In terms of government efficiency, New Zealand earns top ranking for lack of interference in controlling prices or giving subsidies, independence and lack of corruption as well as its employment of women. However, it doesn’t provide incentives for foreign investors and new legislation discourages competitiveness.

The “flexibility and adaptability” of our people is plus in terms of business efficiency – the fact we keep losing them offshore minus.

In the infrastructure category, we rank highly for patent productivity, adult literacy and sheer physical space but fall down on the hindrance factor of environment laws, number of mobile phones and size of population.

This year was the first that the New Zealand Institute of Management acted as one of IMD’s partner institutes in gathering survey data. Input is provided by interviewing panel of 4000 executives from 110 countries.

NZIM helped IMD identify five key challenges this country needs to address in future. These are:
* Diversify its product base and increase added-value components;
* Improve international sales and marketing performance for products;
* Improve access into foreign markets, reducing international trade barriers;
* Increase the supply of skilled labour and investment in human capital;
* Reduce local business impediments, increase infrastructure investment and develop state-business partnerships.

Suffering economic anaemia
“The good news is that the world economy is not in recession.

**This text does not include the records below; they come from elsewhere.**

//! Type mapping between SQL Server column types and target-language types.

use indexmap::IndexMap;
use serde::Serialize;

use crate::utils::short_name;

/// Coarse classification of a mapped column type.
///
/// Produced directly by the mapper so later stages never inspect type
/// names to decide how a value behaves.
#[derive(Debug, Clone, Copy, PartialEq, Eq, Hash, Serialize)]
pub enum TypeKind {
    Integer,
    Decimal,
    Boolean,
    Text,
    Binary,
    Date,
    Guid,
    Enum,
    Unknown,
}

impl TypeKind {
    pub fn as_str(&self) -> &'static str {
        match self {
            TypeKind::Integer => "integer",
            TypeKind::Decimal => "decimal",
            TypeKind::Boolean => "boolean",
            TypeKind::Text => "text",
            TypeKind::Binary => "binary",
            TypeKind::Date => "date",
            TypeKind::Guid => "guid",
            TypeKind::Enum => "enum",
            TypeKind::Unknown => "unknown",
        }
    }
}

/// A resolved target type.
#[derive(Debug, Clone, PartialEq, Eq, Serialize)]
pub struct MappedType {
    pub kind: TypeKind,
    /// Target type name, empty when the kind is [`TypeKind::Unknown`].
    pub name: String,
}

impl MappedType {
    /// The sentinel returned for SQL types without a mapping.
    pub fn unknown() -> Self {
        Self {
            kind: TypeKind::Unknown,
            name: String::new(),
        }
    }

    pub fn is_unknown(&self) -> bool {
        self.kind == TypeKind::Unknown
    }
}

/// One row of a [`TypeTable`].
#[derive(Debug)]
pub struct TypeEntry {
    /// Normalized SQL type name (lowercase, no brackets)
    pub sql: &'static str,
    pub kind: TypeKind,
    /// Target type for non-null columns
    pub name: &'static str,
    /// Target type for nullable columns, if it differs
    pub nullable: Option<&'static str>,
}

/// Immutable type lookup tables for one target language.
#[derive(Debug)]
pub struct TypeTable {
    pub entries: &'static [TypeEntry],
    /// Storage kind tags consumed by the runtime parameter-binding helper
    pub storage: &'static [(&'static str, &'static str)],
    /// Suffix appended to enum types of nullable columns
    pub nullable_marker: &'static str,
}

impl TypeTable {
    pub fn find(&self, normalized: &str) -> Option<&'static TypeEntry> {
        self.entries.iter().find(|e| e.sql == normalized)
    }

    pub fn storage_kind(&self, normalized: &str) -> Option<&'static str> {
        self.storage
            .iter()
            .find(|(sql, _)| *sql == normalized)
            .map(|(_, kind)| *kind)
    }
}

const fn entry(
    sql: &'static str,
    kind: TypeKind,
    name: &'static str,
    nullable: Option<&'static str>,
) -> TypeEntry {
    TypeEntry {
        sql,
        kind,
        name,
        nullable,
    }
}

/// C# type tables.
pub static CSHARP_TYPES: TypeTable = TypeTable {
    entries: &[
        entry("bigint", TypeKind::Integer, "long", Some("long?")),
        entry("binary", TypeKind::Binary, "byte[]", None),
        entry("bit", TypeKind::Boolean, "bool", Some("bool?")),
        entry("char", TypeKind::Text, "string", None),
        entry("date", TypeKind::Date, "DateTime", Some("DateTime?")),
        entry("datetime", TypeKind::Date, "DateTime", Some("DateTime?")),
        entry("datetime2", TypeKind::Date, "DateTime", Some("DateTime?")),
        entry(
            "datetimeoffset",
            TypeKind::Date,
            "DateTimeOffset",
            Some("DateTimeOffset?"),
        ),
        entry("decimal", TypeKind::Decimal, "decimal", Some("decimal?")),
        entry("float", TypeKind::Decimal, "decimal", Some("decimal?")),
        entry("image", TypeKind::Binary, "byte[]", None),
        entry("int", TypeKind::Integer, "int", Some("int?")),
        entry("money", TypeKind::Decimal, "decimal", Some("decimal?")),
        entry("nchar", TypeKind::Text, "string", None),
        entry("ntext", TypeKind::Text, "string", None),
        entry("numeric", TypeKind::Decimal, "decimal", Some("decimal?")),
        entry("nvarchar", TypeKind::Text, "string", None),
        entry("real", TypeKind::Decimal, "float", Some("float?")),
        entry("rowversion", TypeKind::Binary, "byte[]", None),
        entry("smalldatetime", TypeKind::Date, "DateTime", Some("DateTime?")),
        entry("smallint", TypeKind::Integer, "short", Some("short?")),
        entry("smallmoney", TypeKind::Decimal, "decimal", Some("decimal?")),
        entry("text", TypeKind::Text, "string", None),
        entry("time", TypeKind::Date, "TimeSpan", Some("TimeSpan?")),
        entry("timestamp", TypeKind::Binary, "byte[]", None),
        entry("tinyint", TypeKind::Integer, "byte", Some("byte?")),
        entry("uniqueidentifier", TypeKind::Guid, "Guid", Some("Guid?")),
        entry("varbinary", TypeKind::Binary, "byte[]", None),
        entry("varchar", TypeKind::Text, "string", None),
        entry("xml", TypeKind::Text, "string", None),
    ],
    storage: &[
        ("bigint", "BigInt"),
        ("datetime", "DateTime"),
        ("datetime2", "DateTime2"),
        ("datetimeoffset", "DateTimeOffset"),
        ("nchar", "Nchar"),
        ("ntext", "Ntext"),
        ("nvarchar", "Nvarchar"),
        ("rowversion", "Binary"),
        ("smalldatetime", "SmallDateTime"),
        ("smallint", "SmallInt"),
        ("smallmoney", "SmallMoney"),
        ("timestamp", "Binary"),
        ("tinyint", "TinyInt"),
        ("uniqueidentifier", "Guid"),
        ("varbinary", "VarBinary"),
        ("varchar", "Varchar"),
    ],
    nullable_marker: "?",
};

/// Normalize a schema type name to its bare lowercase short form
/// (e.g. "[NVarChar]" -> "nvarchar").
pub fn normalize_type_name(sql_type: &str) -> String {
    short_name(sql_type).to_lowercase()
}

/// Whether a SQL type is a pseudo-versioning type that never becomes a property.
pub fn is_row_version(sql_type: &str) -> bool {
    matches!(
        normalize_type_name(sql_type).as_str(),
        "timestamp" | "rowversion"
    )
}

/// Trait for mapping SQL types to language-specific type names.
///
/// Implement this trait for each target language to provide type mappings.
pub trait TypeMapper {
    /// The lookup tables backing this mapper
    fn table(&self) -> &'static TypeTable;

    /// Map a SQL type to a target type, returning the unknown sentinel
    /// when no mapping exists.
    fn map_type(&self, sql_type: &str, nullable: bool) -> MappedType {
        let normalized = normalize_type_name(sql_type);
        match self.table().find(&normalized) {
            Some(entry) => {
                let name = match (nullable, entry.nullable) {
                    (true, Some(nullable_name)) => nullable_name,
                    _ => entry.name,
                };
                MappedType {
                    kind: entry.kind,
                    name: name.to_string(),
                }
            }
            None => MappedType::unknown(),
        }
    }

    /// Map a SQL type to the storage kind tag used when binding parameters,
    /// falling back to the normalized name itself.
    fn storage_kind(&self, sql_type: &str) -> String {
        let normalized = normalize_type_name(sql_type);
        match self.table().storage_kind(&normalized) {
            Some(kind) => kind.to_string(),
            None => normalized,
        }
    }
}

/// C# type mapper implementation
#[derive(Debug, Clone, Copy, Default)]
pub struct CSharpTypeMapper;

impl TypeMapper for CSharpTypeMapper {
    fn table(&self) -> &'static TypeTable {
        &CSHARP_TYPES
    }
}

/// Resolves column types, layering enum overrides on top of a [`TypeMapper`].
///
/// Enum overrides are keyed by fully qualified column name.
#[derive(Debug, Clone)]
pub struct ColumnTypeResolver<'a, M = CSharpTypeMapper> {
    mapper: M,
    enums: &'a IndexMap<String, String>,
}

impl<'a> ColumnTypeResolver<'a, CSharpTypeMapper> {
    pub fn csharp(enums: &'a IndexMap<String, String>) -> Self {
        Self::new(CSharpTypeMapper, enums)
    }
}

impl<'a, M: TypeMapper> ColumnTypeResolver<'a, M> {
    pub fn new(mapper: M, enums: &'a IndexMap<String, String>) -> Self {
        Self { mapper, enums }
    }

    pub fn mapper(&self) -> &M {
        &self.mapper
    }

    /// The enum type declared for a column, if any.
    pub fn enum_type(&self, column: &str) -> Option<&'a str> {
        self.enums.get(column.trim()).map(String::as_str)
    }

    /// Resolve the target type of a column.
    pub fn resolve(&self, sql_type: &str, nullable: bool, column: Option<&str>) -> MappedType {
        if let Some(column) = column
            && let Some(enum_type) = self.enum_type(column)
        {
            let marker = if nullable {
                self.mapper.table().nullable_marker
            } else {
                ""
            };
            return MappedType {
                kind: TypeKind::Enum,
                name: format!("{}{}", enum_type, marker),
            };
        }
        self.mapper.map_type(sql_type, nullable)
    }

    pub fn storage_kind(&self, sql_type: &str) -> String {
        self.mapper.storage_kind(sql_type)
    }
}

The bad news is that nobody believes it.”

That’s the conclusion of Stephane Garelli, director of the IMD’s World Competitiveness project, after analysing data from 59 countries and finding that only four had seen contraction of their GDP during 2002.

However, two major sectors are in the midst of restructuring:
* IT, formerly the locomotive of world competitiveness; and
* banking and finance – former buffer in case of economic slowdown. Weakness in both sectors will delay economic recovery this year, says Garelli.

He also identified two ticking timebombs – corporate debt, now at an all-time high; and pension funds, which have lost megabucks.

And while the world isn’t in recession, Garelli diagnoses it as having “economic anaemia” which, he says is more pernicious and just as bad.